→ **Work required**
Transcribe all of the listing exactly.

*** Block opens ***

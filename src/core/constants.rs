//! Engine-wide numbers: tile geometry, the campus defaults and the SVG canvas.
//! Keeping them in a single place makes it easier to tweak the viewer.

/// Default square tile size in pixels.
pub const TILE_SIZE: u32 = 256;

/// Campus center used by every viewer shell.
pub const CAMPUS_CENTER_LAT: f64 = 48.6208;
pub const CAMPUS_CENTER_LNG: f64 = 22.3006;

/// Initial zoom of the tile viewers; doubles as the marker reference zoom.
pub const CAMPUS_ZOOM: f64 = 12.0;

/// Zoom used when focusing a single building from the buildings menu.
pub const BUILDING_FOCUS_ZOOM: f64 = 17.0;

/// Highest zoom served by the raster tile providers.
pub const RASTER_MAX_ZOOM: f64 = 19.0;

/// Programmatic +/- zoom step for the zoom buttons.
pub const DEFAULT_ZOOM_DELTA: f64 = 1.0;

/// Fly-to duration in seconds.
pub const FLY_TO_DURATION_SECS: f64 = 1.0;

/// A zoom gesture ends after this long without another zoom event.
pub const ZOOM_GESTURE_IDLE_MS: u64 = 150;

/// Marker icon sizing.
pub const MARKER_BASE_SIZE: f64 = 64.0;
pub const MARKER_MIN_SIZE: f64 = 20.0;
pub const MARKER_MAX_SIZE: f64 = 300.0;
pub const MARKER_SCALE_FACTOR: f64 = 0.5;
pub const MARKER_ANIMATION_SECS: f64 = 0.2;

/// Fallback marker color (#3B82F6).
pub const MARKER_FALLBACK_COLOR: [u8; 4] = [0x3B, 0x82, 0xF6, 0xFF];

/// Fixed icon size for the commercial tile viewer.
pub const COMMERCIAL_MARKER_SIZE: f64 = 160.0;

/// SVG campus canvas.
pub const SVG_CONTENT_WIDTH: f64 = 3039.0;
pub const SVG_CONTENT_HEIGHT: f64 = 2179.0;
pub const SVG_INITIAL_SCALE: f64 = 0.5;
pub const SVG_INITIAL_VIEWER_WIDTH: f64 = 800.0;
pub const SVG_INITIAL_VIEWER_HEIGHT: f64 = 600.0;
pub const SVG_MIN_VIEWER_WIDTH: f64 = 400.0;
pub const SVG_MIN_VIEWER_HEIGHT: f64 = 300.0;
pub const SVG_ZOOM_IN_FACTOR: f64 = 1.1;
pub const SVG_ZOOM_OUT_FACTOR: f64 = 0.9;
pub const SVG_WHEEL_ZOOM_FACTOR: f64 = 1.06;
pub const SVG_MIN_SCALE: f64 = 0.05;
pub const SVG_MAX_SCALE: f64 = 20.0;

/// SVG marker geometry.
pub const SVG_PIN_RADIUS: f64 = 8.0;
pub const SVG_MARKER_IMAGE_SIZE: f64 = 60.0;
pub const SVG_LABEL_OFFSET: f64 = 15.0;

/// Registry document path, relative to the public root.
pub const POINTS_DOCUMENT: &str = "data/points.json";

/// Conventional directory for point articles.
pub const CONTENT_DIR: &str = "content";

*** Block closes ***

→ **Output of the exercise**
filename src/core/constants.rs
//! Engine-wide numbers: tile geometry, the campus defaults and the SVG canvas.
//! Keeping them in a single place makes it easier to tweak the viewer.

/// Default square tile size in pixels.
pub const TILE_SIZE: u32 = 256;

/// Campus center used by every viewer shell.
pub const CAMPUS_CENTER_LAT: f64 = 48.6208;
pub const CAMPUS_CENTER_LNG: f64 = 22.3006;

/// Initial zoom of the tile viewers; doubles as the marker reference zoom.
pub const CAMPUS_ZOOM: f64 = 12.0;

/// Zoom used when focusing a single building from the buildings menu.
pub const BUILDING_FOCUS_ZOOM: f64 = 17.0;

/// Highest zoom served by the raster tile providers.
pub const RASTER_MAX_ZOOM: f64 = 19.0;

/// Programmatic +/- zoom step for the zoom buttons.
pub const DEFAULT_ZOOM_DELTA: f64 = 1.0;

/// Fly-to duration in seconds.
pub const FLY_TO_DURATION_SECS: f64 = 1.0;

/// A zoom gesture ends after this long without another zoom event.
pub const ZOOM_GESTURE_IDLE_MS: u64 = 150;

/// Marker icon sizing.
pub const MARKER_BASE_SIZE: f64 = 64.0;
pub const MARKER_MIN_SIZE: f64 = 20.0;
pub const MARKER_MAX_SIZE: f64 = 300.0;
pub const MARKER_SCALE_FACTOR: f64 = 0.5;
pub const MARKER_ANIMATION_SECS: f64 = 0.2;

/// Fallback marker color (#3B82F6).
pub const MARKER_FALLBACK_COLOR: [u8; 4] = [0x3B, 0x82, 0xF6, 0xFF];

/// Fixed icon size for the commercial tile viewer.
pub const COMMERCIAL_MARKER_SIZE: f64 = 160.0;

/// SVG campus canvas.
pub const SVG_CONTENT_WIDTH: f64 = 3039.0;
pub const SVG_CONTENT_HEIGHT: f64 = 2179.0;
pub const SVG_INITIAL_SCALE: f64 = 0.5;
pub const SVG_INITIAL_VIEWER_WIDTH: f64 = 800.0;
pub const SVG_INITIAL_VIEWER_HEIGHT: f64 = 600.0;
pub const SVG_MIN_VIEWER_WIDTH: f64 = 400.0;
pub const SVG_MIN_VIEWER_HEIGHT: f64 = 300.0;
pub const SVG_ZOOM_IN_FACTOR: f64 = 1.1;
pub const SVG_ZOOM_OUT_FACTOR: f64 = 0.9;
pub const SVG_WHEEL_ZOOM_FACTOR: f64 = 1.06;
pub const SVG_MIN_SCALE: f64 = 0.05;
pub const SVG_MAX_SCALE: f64 = 20.0;

/// SVG marker geometry.
pub const SVG_PIN_RADIUS: f64 = 8.0;
pub const SVG_MARKER_IMAGE_SIZE: f64 = 60.0;
pub const SVG_LABEL_OFFSET: f64 = 15.0;

/// Registry document path, relative to the public root.
pub const POINTS_DOCUMENT: &str = "data/points.json";

/// Conventional directory for point articles.
pub const CONTENT_DIR: &str = "content";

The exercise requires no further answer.